Close to ninety percent think that patients will more frequently share their health data on social media platforms and with their acquaintances or friends. A similar number believe that patient engagement strategies, such as medication reminders, will be employed much more broadly to address some of the challenges of maintaining good health and lifestyle choices between provider contacts.
“We’re finally getting our act together by integrating patients into their own healthcare by stressing health and wellness side-by-side with their very real responsibility in disease management,” said one anonymous participant.
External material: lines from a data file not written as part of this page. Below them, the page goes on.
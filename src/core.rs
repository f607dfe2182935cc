use std::any::Any;
use std::sync::Arc;

use serde::{Deserialize, Serialize};

/// A type-erased, thread-safe container.
pub(crate) type Dynamic = Arc<dyn Any + Send + Sync>;

/// Atomic reference-counted string type used for names and identifiers.
pub(crate) type ArcStr = Arc<str>;

/// The payload produced by a function and stored in the computation cache.
///
/// Values are opaque to the engine. They only need to be comparable and
/// serializable, so that calculation nodes on the other side of a network
/// boundary can receive and return them.
pub type ComputedValue = serde_json::Value;

/// A 32-byte BLAKE3 hash used for fingerprinting computed values.
///
/// The computation cache stores the fingerprint next to each value, so that a
/// second write for the same identifier can be classified as idempotent or as
/// a conflict without comparing the full payloads.
#[derive(Clone, Copy, PartialEq, Eq, Hash, Default, Serialize, Deserialize)]
pub struct Hash32([u8; 32]);

impl<T> From<T> for Hash32
where
    T: Into<[u8; 32]>,
{
    fn from(value: T) -> Self {
        Hash32(value.into())
    }
}

impl Hash32 {
    /// Fingerprints a computed value through its canonical JSON encoding.
    pub(crate) fn of_value(value: &ComputedValue) -> serde_json::Result<Self> {
        let mut hasher = Blake3Hasher::default();
        serde_json::to_writer(&mut hasher, value)?;
        Ok(hasher.into())
    }

    pub fn to_hex(self) -> String {
        const HEX: &[u8; 16] = b"0123456789abcdef";
        let mut acc = String::with_capacity(64);

        for &byte in self.0.iter() {
            acc.push(HEX[(byte >> 4) as usize] as char);
            acc.push(HEX[(byte & 0xF) as usize] as char);
        }

        acc
    }
}

impl std::fmt::Debug for Hash32 {
    fn fmt(&self, f: &mut std::fmt::Formatter<'_>) -> std::fmt::Result {
        write!(f, "Hash32({})", self.to_hex())
    }
}

#[derive(Default)]
pub(crate) struct Blake3Hasher(blake3::Hasher);

impl From<Blake3Hasher> for Hash32 {
    fn from(value: Blake3Hasher) -> Self {
        let bytes: [u8; 32] = value.0.finalize().into();
        Hash32::from(bytes)
    }
}

impl std::hash::Hasher for Blake3Hasher {
    fn finish(&self) -> u64 {
        let mut output = [0u8; 8];
        self.0.finalize_xof().fill(&mut output);
        u64::from_le_bytes(output)
    }

    fn write(&mut self, bytes: &[u8]) {
        self.0.update(bytes);
    }
}

impl std::io::Write for Blake3Hasher {
    fn write(&mut self, buf: &[u8]) -> std::io::Result<usize> {
        self.0.update(buf);
        Ok(buf.len())
    }

    fn flush(&mut self) -> std::io::Result<()> {
        Ok(())
    }
}
use std::sync::LazyLock;

use indicatif::ProgressStyle;

static PROGRESS_STYLE: LazyLock<ProgressStyle> = LazyLock::new(|| {
    ProgressStyle::default_bar()
        .template("{spinner:.green} [{elapsed}] [{bar:40.cyan/blue}] {pos}/{len} ({eta}) {msg}")
        .unwrap_or_else(|_| ProgressStyle::default_bar())
        .progress_chars("=>-")
});

static JOB_STYLE: LazyLock<ProgressStyle> = LazyLock::new(|| {
    ProgressStyle::default_spinner()
        .template("  {spinner:.blue} {msg}")
        .unwrap_or_else(|_| ProgressStyle::default_spinner())
});

/// Style of the per-cycle progress bar.
pub(crate) fn progress_style() -> ProgressStyle {
    PROGRESS_STYLE.clone()
}

/// Style of a single running job.
pub(crate) fn job_style() -> ProgressStyle {
    JOB_STYLE.clone()
}

/// Installs a global subscriber printing to stderr, with progress bars
/// drawn by `tracing-indicatif`.
///
/// The filter is read from `RUST_LOG` and falls back to `level`. Fails if a
/// global subscriber is already set.
#[cfg(feature = "logging")]
pub fn init_logging(level: &str) -> anyhow::Result<()> {
    use tracing_indicatif::IndicatifLayer;
    use tracing_subscriber::layer::SubscriberExt;
    use tracing_subscriber::{EnvFilter, Registry, fmt};

    let filter = EnvFilter::try_from_default_env().or_else(|_| EnvFilter::try_new(level))?;
    let indicatif = IndicatifLayer::new();

    let subscriber = Registry::default()
        .with(filter)
        .with(fmt::layer().with_writer(indicatif.get_stderr_writer()))
        .with(indicatif);

    tracing::subscriber::set_global_default(subscriber)?;
    Ok(())
}

#[cfg(test)]
mod tests {
    use super::*;

    #[test]
    fn test_styles_build() {
        let _ = progress_style();
        let _ = job_style();
    }
}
CMS may have taken a step back on patient portal use with its Stage 2 modifications earlier this month, but the recognition that an engaged patient is a healthier, happier, more satisfied consumer transcends the regulatory approach of the EHR Incentive Programs – on both sides of the equation.
With the number of available wellness-focused wearable devices growing every day, and heavily promoted projects like Apple’s HealthKit and ResearchKit attracting interest from tech-savvy millennials and academic research organizations alike, patient engagement is becoming a commonplace competency for consumers.
Healthcare providers are still just starting to develop best practices for collecting and integrating this data into the workflow, but an interest in the value of patient-generated health data (PGHD) is growing as emerging initiatives like population health management and precision medicine demand a more thorough, intimate look at patient behaviors.
Providers may benefit from embracing the Internet of Things patient engagement mentality by seeing costs drop by as much as twenty-five percent, a recent report predicted. With the potential to expand into a $50 billion industry by the end of the decade, the IoT will likely have a major impact on the continued optimism – or pessimism – of healthcare providers trying to navigate a new world of widespread industry reform.